Exercise description:
List each line of the data that holds the string "ToolDescriptor", please.

Provided material:
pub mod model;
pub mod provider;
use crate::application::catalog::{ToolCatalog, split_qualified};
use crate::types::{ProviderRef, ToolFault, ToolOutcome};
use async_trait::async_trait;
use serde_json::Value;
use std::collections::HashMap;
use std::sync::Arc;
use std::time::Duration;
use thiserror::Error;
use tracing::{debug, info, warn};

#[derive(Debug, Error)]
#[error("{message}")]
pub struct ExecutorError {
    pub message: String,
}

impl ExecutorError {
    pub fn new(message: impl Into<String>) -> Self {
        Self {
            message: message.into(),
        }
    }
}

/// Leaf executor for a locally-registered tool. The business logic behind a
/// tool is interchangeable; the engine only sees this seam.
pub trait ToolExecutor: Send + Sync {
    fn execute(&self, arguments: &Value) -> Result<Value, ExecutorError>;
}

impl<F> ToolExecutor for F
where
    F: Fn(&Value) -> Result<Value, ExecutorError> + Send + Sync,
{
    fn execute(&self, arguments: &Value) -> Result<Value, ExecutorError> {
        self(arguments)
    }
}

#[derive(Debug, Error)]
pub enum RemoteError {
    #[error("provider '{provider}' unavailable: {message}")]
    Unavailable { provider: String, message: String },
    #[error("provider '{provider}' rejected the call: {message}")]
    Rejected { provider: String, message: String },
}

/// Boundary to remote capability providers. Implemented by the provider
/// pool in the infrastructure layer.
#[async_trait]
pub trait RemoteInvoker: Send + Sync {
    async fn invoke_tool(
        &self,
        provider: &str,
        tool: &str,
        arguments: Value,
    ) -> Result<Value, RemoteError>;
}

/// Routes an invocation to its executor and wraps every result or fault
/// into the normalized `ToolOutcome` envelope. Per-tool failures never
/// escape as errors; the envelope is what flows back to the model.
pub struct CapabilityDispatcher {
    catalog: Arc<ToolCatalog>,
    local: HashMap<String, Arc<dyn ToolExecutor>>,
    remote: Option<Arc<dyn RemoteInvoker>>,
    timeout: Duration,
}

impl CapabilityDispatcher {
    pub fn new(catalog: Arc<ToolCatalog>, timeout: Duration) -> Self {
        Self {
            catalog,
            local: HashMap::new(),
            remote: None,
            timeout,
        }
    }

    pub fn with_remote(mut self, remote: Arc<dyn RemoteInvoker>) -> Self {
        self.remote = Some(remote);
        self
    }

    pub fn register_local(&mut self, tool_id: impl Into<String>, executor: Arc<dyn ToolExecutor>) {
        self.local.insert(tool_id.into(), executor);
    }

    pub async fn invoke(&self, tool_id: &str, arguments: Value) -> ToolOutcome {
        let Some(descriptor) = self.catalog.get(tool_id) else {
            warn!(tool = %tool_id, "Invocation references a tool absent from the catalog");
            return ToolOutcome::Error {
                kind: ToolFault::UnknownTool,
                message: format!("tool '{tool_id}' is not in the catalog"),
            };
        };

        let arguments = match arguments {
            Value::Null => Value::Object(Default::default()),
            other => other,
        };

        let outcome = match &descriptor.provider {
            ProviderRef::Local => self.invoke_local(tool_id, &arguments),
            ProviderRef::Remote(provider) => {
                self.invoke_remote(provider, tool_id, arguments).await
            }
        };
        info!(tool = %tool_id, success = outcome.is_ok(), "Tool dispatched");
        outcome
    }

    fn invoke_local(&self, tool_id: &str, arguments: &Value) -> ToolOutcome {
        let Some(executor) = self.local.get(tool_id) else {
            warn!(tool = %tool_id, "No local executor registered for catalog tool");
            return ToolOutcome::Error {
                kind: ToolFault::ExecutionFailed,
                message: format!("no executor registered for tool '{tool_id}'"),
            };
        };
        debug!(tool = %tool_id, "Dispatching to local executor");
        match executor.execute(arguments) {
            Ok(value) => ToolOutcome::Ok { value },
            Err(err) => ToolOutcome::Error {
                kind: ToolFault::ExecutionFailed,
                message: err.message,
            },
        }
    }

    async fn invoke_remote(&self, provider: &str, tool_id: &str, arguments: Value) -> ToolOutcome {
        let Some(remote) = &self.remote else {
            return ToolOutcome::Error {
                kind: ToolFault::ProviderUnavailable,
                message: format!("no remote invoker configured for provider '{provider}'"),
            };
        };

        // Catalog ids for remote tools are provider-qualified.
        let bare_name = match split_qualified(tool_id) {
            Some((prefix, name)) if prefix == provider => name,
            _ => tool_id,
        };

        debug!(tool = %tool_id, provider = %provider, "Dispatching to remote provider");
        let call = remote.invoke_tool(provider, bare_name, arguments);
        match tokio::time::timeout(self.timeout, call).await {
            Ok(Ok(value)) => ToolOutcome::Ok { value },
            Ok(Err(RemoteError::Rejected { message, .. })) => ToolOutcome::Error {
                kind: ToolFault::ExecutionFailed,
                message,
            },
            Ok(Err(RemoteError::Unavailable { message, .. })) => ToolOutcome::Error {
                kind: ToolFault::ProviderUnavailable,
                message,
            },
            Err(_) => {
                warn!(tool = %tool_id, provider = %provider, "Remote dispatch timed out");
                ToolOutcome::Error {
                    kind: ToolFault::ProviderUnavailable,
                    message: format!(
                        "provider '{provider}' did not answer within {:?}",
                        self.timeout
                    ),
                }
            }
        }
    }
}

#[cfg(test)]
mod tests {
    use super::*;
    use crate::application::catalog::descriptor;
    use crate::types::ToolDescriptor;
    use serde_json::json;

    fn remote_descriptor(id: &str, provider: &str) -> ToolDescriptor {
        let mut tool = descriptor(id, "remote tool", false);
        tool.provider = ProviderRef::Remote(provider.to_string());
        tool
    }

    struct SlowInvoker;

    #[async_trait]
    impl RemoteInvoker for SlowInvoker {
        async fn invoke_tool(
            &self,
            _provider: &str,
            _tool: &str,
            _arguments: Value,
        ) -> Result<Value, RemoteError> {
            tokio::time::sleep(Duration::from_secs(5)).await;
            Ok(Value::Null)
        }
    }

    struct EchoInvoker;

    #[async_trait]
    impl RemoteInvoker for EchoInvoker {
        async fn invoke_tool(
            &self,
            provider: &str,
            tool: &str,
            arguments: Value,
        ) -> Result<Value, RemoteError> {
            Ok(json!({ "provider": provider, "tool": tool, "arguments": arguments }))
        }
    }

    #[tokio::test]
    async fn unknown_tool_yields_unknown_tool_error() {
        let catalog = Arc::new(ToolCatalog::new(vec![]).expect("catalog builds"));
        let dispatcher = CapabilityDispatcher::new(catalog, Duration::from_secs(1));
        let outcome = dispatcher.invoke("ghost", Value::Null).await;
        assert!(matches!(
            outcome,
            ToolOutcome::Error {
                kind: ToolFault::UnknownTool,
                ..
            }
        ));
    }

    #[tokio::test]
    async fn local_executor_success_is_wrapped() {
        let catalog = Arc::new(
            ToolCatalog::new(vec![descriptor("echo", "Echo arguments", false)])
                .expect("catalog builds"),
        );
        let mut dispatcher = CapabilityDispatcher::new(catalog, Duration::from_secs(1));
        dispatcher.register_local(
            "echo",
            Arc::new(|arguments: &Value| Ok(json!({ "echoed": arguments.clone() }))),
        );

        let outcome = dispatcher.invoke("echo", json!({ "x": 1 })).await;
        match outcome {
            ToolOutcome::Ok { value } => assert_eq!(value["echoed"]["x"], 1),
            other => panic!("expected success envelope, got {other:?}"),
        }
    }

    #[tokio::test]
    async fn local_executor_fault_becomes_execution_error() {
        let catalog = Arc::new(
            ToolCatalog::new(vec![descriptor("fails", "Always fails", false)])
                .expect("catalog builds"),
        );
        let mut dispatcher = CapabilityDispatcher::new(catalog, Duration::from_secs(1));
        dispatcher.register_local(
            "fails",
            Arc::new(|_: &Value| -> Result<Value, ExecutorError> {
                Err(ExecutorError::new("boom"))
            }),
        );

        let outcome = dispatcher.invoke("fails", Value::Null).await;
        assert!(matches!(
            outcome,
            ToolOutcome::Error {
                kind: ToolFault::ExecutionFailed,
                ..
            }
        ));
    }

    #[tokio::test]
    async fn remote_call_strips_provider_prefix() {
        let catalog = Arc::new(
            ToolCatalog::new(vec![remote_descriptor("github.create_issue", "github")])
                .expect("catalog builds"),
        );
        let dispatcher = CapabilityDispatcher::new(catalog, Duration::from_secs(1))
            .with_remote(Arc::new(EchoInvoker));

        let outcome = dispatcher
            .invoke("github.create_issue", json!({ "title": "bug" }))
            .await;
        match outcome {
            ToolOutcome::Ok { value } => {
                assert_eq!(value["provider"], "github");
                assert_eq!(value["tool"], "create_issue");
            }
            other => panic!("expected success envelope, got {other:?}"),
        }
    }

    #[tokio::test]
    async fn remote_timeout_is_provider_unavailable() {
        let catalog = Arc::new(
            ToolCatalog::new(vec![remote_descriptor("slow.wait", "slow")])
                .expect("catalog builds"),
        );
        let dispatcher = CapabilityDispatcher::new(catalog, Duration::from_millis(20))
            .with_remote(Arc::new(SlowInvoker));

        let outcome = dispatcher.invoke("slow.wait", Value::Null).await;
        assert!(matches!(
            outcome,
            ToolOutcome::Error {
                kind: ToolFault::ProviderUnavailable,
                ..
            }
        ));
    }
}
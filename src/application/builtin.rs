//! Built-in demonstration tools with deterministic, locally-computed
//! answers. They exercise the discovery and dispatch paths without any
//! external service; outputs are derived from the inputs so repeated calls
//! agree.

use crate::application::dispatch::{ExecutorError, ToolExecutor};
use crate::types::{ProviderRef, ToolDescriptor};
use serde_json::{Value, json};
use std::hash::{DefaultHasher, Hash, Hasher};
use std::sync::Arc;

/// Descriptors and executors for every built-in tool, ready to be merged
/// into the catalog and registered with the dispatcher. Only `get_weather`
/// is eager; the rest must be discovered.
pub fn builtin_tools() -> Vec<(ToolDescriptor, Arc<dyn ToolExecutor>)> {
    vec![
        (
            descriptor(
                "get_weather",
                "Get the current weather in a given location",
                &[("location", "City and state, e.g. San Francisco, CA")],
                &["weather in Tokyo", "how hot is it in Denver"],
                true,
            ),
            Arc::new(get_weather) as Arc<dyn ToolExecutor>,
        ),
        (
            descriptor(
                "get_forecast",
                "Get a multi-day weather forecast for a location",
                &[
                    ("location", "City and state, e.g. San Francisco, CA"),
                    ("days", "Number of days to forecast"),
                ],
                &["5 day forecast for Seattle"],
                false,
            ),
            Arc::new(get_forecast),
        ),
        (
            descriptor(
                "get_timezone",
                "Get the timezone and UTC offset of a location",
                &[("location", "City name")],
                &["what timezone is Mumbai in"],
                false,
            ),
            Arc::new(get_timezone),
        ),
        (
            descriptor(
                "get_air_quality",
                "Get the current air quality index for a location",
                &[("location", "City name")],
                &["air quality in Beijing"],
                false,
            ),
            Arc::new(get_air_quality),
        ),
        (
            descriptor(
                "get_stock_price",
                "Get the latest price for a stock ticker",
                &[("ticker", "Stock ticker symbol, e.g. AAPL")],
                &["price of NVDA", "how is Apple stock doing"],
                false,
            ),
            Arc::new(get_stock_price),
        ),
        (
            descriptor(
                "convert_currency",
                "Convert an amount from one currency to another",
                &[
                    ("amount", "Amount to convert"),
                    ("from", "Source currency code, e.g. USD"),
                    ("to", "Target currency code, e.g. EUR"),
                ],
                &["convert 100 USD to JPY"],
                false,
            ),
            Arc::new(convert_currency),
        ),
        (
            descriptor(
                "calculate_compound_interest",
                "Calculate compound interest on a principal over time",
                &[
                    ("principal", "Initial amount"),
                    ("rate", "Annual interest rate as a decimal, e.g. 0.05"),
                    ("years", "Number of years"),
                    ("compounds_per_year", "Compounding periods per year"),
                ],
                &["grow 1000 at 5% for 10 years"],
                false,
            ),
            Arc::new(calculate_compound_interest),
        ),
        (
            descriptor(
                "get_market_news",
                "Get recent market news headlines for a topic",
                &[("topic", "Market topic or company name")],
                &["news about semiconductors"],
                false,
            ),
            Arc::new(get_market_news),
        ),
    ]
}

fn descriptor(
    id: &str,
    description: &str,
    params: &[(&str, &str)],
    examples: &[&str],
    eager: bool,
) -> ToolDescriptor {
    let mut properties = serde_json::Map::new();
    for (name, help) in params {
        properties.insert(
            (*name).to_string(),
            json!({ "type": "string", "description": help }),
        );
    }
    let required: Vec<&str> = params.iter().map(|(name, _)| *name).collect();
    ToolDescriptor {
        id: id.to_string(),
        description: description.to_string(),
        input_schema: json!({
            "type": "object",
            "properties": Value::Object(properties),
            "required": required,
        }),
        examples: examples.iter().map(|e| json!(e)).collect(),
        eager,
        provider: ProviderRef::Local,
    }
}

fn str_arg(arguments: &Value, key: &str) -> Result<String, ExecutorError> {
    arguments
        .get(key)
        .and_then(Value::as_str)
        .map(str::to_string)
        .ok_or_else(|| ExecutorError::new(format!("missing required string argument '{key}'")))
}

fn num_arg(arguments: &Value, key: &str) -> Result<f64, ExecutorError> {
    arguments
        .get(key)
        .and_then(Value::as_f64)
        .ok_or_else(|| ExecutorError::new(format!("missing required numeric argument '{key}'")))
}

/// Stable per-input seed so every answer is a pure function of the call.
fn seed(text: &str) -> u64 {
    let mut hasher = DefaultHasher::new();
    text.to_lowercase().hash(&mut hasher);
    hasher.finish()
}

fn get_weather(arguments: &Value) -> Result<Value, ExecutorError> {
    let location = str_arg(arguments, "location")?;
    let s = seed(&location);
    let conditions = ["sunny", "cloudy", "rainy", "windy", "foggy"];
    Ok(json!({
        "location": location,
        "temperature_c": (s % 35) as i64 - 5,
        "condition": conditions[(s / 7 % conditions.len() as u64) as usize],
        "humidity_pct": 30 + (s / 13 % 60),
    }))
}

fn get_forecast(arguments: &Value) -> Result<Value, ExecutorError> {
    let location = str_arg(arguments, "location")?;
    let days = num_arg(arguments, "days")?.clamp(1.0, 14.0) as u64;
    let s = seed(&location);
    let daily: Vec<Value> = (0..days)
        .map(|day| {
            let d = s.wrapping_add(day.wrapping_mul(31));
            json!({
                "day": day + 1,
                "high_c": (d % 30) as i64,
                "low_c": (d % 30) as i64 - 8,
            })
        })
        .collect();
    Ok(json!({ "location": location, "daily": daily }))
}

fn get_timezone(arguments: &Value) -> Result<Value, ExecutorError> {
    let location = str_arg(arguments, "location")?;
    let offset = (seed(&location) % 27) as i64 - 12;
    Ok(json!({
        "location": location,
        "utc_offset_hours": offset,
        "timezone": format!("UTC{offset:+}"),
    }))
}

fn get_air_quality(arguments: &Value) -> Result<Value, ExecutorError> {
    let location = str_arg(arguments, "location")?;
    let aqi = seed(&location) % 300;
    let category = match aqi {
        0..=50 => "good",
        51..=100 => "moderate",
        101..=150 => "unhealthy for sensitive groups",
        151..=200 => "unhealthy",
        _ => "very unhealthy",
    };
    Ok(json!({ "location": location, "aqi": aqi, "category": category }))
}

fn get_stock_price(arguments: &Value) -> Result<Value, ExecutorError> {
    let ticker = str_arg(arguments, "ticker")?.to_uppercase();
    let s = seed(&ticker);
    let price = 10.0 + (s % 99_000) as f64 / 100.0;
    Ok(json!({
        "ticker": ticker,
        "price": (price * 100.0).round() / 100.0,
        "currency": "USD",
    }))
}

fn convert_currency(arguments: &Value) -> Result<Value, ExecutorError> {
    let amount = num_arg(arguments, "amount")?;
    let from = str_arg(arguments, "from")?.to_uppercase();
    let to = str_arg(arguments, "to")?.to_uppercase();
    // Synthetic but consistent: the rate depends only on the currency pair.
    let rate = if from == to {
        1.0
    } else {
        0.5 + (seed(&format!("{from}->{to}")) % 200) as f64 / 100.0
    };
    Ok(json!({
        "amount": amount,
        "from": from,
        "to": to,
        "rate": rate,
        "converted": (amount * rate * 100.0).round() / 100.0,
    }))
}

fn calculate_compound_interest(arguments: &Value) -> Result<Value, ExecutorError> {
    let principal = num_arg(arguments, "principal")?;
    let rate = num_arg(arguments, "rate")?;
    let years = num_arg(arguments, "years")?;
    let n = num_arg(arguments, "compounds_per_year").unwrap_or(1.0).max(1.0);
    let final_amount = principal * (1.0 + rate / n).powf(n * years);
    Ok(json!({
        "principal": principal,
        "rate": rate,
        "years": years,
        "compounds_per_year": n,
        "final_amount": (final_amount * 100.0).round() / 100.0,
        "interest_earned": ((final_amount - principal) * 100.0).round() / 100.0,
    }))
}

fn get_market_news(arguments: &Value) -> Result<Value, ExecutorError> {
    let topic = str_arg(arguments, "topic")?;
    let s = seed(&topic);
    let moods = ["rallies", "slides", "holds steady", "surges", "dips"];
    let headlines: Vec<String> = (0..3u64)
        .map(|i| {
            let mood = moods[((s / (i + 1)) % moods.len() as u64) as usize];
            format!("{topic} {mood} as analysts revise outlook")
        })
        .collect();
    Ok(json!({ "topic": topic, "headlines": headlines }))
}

Response area:
    use crate::types::ToolDescriptor;
    fn remote_descriptor(id: &str, provider: &str) -> ToolDescriptor {
use crate::types::{ProviderRef, ToolDescriptor};
pub fn builtin_tools() -> Vec<(ToolDescriptor, Arc<dyn ToolExecutor>)> {
) -> ToolDescriptor {
    ToolDescriptor {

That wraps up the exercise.